INFORMATION PROVIDED below:
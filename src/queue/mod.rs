use std::future::Future;

use bytes::Bytes;

pub mod credit;
pub mod error;
pub mod mqtt;

pub use credit::{Credit, CreditWindow};
pub use error::QueueError;

/// Header carrying how many times a delivery was sent back to the queue.
pub const REDELIVERY_HEADER: &str = "x-redelivery-count";

/// A message pushed to a worker, unresolved until handed back to its channel.
#[derive(Debug)]
pub struct Delivery<T> {
    pub payload: Bytes,
    pub redeliveries: u32,
    /// broker specific handle needed to settle the delivery
    pub tag: T,
    pub credit: Credit,
}

#[derive(Debug, Clone, Copy, PartialEq, Eq)]
pub enum Resolution {
    Ack,
    /// negative ack, the delivery goes back to the queue
    Requeue,
    /// settled without processing, copied to the dead letter topic
    DeadLetter,
}

/// One worker's exclusive view of the queue.
pub trait QueueChannel: Send {
    type Tag: Send;

    /// Waits for the next push. `None` once the broker cancelled the consumer.
    fn next(
        &mut self,
    ) -> impl Future<Output = Option<Result<Delivery<Self::Tag>, QueueError>>> + Send;

    /// Settles a delivery, releasing its credit.
    fn resolve(
        &mut self,
        delivery: Delivery<Self::Tag>,
        resolution: Resolution,
    ) -> impl Future<Output = Result<(), QueueError>> + Send;
}

/// Opens an independent connection per worker slot.
pub trait Connector: Send + Sync + 'static {
    type Channel: QueueChannel + 'static;

    fn connect(
        &self,
        worker_id: usize,
    ) -> impl Future<Output = Result<Self::Channel, QueueError>> + Send;
}
use std::time::Duration;

use bytes::Bytes;
use rumqttc::v5::{
    AsyncClient, ConnectionError, Event, EventLoop, MqttOptions, StateError,
    mqttbytes::{
        QoS,
        v5::{ConnectProperties, DisconnectReasonCode, Packet, Publish, PublishProperties},
    },
};
use tokio::{sync::mpsc, task::JoinHandle};
use tracing::{debug, error, info, warn};

use super::{
    Connector, CreditWindow, Delivery, QueueChannel, QueueError, REDELIVERY_HEADER, Resolution,
};
use crate::config::QueueConfig;

/// how long the broker keeps the session (and its queued messages) after we drop
const SESSION_EXPIRY_SECS: u32 = 60 * 60 * 24;
/// rumqttc refuses anything shorter
const MIN_KEEP_ALIVE_SECS: u64 = 5;

/// Queue bound to an MQTT v5 broker.
///
/// The queue is a shared subscription, so every worker (and every process)
/// subscribed under the same group competes for messages. Acks are manual and
/// the credit window is advertised to the broker as `receive_maximum`.
pub struct MqttConnector {
    cfg: QueueConfig,
}

impl MqttConnector {
    pub fn new(cfg: QueueConfig) -> Self {
        Self { cfg }
    }
}

impl Connector for MqttConnector {
    type Channel = MqttChannel;

    async fn connect(&self, worker_id: usize) -> Result<MqttChannel, QueueError> {
        MqttChannel::connect(&self.cfg, worker_id).await
    }
}

pub struct MqttChannel {
    client: AsyncClient,
    rx: mpsc::Receiver<Result<Delivery<Publish>, QueueError>>,
    topic: String,
    dead_letter: String,
    driver: JoinHandle<()>,
}

impl MqttChannel {
    pub async fn connect(cfg: &QueueConfig, worker_id: usize) -> Result<Self, QueueError> {
        // same id for the same slot across restarts, so the session is resumed
        let client_id = format!("{}_{worker_id}", cfg.client_id());
        let mut opts = MqttOptions::new(client_id, cfg.host.clone(), cfg.port);
        opts.set_keep_alive(Duration::from_secs(
            cfg.keep_alive_secs.max(MIN_KEEP_ALIVE_SECS),
        ));
        opts.set_clean_start(false);
        opts.set_manual_acks(true);

        // replaces every connect property, so receive maximum goes in after
        let mut props = ConnectProperties::new();
        props.session_expiry_interval = Some(SESSION_EXPIRY_SECS);
        opts.set_connect_properties(props);
        opts.set_receive_maximum(Some(u16::try_from(cfg.credit_window).unwrap_or(u16::MAX)));
        if let (Some(username), Some(password)) = (&cfg.username, &cfg.password) {
            opts.set_credentials(username.clone(), password.clone());
        }

        let (client, eventloop) = AsyncClient::new(opts, 10);

        // subscribing again to an existing shared subscription is a no-op
        client
            .subscribe(cfg.subscription(), QoS::AtLeastOnce)
            .await?;

        let window = CreditWindow::new(cfg.credit_window);
        let (tx, rx) = mpsc::channel(window.size());
        let driver = tokio::spawn(drive(eventloop, window, tx));

        Ok(Self {
            client,
            rx,
            topic: cfg.name.clone(),
            dead_letter: cfg.dead_letter_topic(),
            driver,
        })
    }

    async fn republish(
        &self,
        topic: &str,
        payload: Bytes,
        redeliveries: u32,
    ) -> Result<(), QueueError> {
        let properties = PublishProperties {
            user_properties: vec![(REDELIVERY_HEADER.to_string(), redeliveries.to_string())],
            ..Default::default()
        };
        self.client
            .publish_with_properties(topic, QoS::AtLeastOnce, false, payload, properties)
            .await?;
        Ok(())
    }
}

impl QueueChannel for MqttChannel {
    type Tag = Publish;

    async fn next(&mut self) -> Option<Result<Delivery<Publish>, QueueError>> {
        self.rx.recv().await
    }

    async fn resolve(
        &mut self,
        delivery: Delivery<Publish>,
        resolution: Resolution,
    ) -> Result<(), QueueError> {
        let Delivery {
            payload,
            redeliveries,
            tag,
            credit,
        } = delivery;

        match resolution {
            Resolution::Ack => {}
            Resolution::Requeue => {
                self.republish(&self.topic, payload, redeliveries + 1).await?
            }
            Resolution::DeadLetter => {
                self.republish(&self.dead_letter, payload, redeliveries).await?
            }
        }

        self.client.ack(&tag).await?;
        drop(credit);
        Ok(())
    }
}

impl Drop for MqttChannel {
    fn drop(&mut self) {
        self.driver.abort();
    }
}

/// Polls the connection and forwards publishes, each holding one credit.
/// Dropping `tx` tells the worker the consumer is gone.
async fn drive(
    mut eventloop: EventLoop,
    window: CreditWindow,
    tx: mpsc::Sender<Result<Delivery<Publish>, QueueError>>,
) {
    loop {
        match eventloop.poll().await {
            Ok(Event::Incoming(Packet::Publish(publish))) => {
                let credit = match window.try_acquire() {
                    Some(credit) => credit,
                    None => {
                        warn!(
                            window = window.size(),
                            "broker exceeded credit window, holding delivery"
                        );
                        match window.acquire().await {
                            Ok(credit) => credit,
                            Err(e) => {
                                error!("{e}");
                                return;
                            }
                        }
                    }
                };

                let delivery = Delivery {
                    payload: publish.payload.clone(),
                    redeliveries: redelivery_count(publish.properties.as_ref()),
                    tag: publish,
                    credit,
                };
                if tx.send(Ok(delivery)).await.is_err() {
                    debug!("worker went away");
                    return;
                }
            }
            Ok(Event::Incoming(Packet::ConnAck(_))) => info!("connected"),
            Ok(_) => {}
            // rumqttc surfaces a broker DISCONNECT as an error
            Err(ConnectionError::MqttState(StateError::ServerDisconnect {
                reason_code,
                reason_string,
            })) if consumer_cancelled(reason_code) => {
                info!(?reason_code, ?reason_string, "broker cancelled consumer");
                return;
            }
            Err(e) => {
                let _ = tx.send(Err(e.into())).await;
                return;
            }
        }
    }
}

/// Disconnect reasons that end the consumer instead of counting as a fault.
/// A taken over session means another process owns this slot's client id.
fn consumer_cancelled(reason: DisconnectReasonCode) -> bool {
    matches!(
        reason,
        DisconnectReasonCode::NormalDisconnection
            | DisconnectReasonCode::ServerShuttingDown
            | DisconnectReasonCode::AdministrativeAction
            | DisconnectReasonCode::SessionTakenOver
    )
}

fn redelivery_count(properties: Option<&PublishProperties>) -> u32 {
    properties
        .and_then(|props| {
            props
                .user_properties
                .iter()
                .find(|(k, _)| k == REDELIVERY_HEADER)
        })
        .and_then(|(_, v)| v.parse().ok())
        .unwrap_or(0)
}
End of INFORMATION PROVIDED.
_ACTION ITEM_
In the listing above, find the line with "if let (Some(username), Some(password))" and the line with "let driver = tokio::spawn(drive(eventloop, window, tx));"; output exactly those lines and all lines between them.

_ANSWER AREA_
        if let (Some(username), Some(password)) = (&cfg.username, &cfg.password) {
            opts.set_credentials(username.clone(), password.clone());
        }

        let (client, eventloop) = AsyncClient::new(opts, 10);

        // subscribing again to an existing shared subscription is a no-op
        client
            .subscribe(cfg.subscription(), QoS::AtLeastOnce)
            .await?;

        let window = CreditWindow::new(cfg.credit_window);
        let (tx, rx) = mpsc::channel(window.size());
        let driver = tokio::spawn(drive(eventloop, window, tx));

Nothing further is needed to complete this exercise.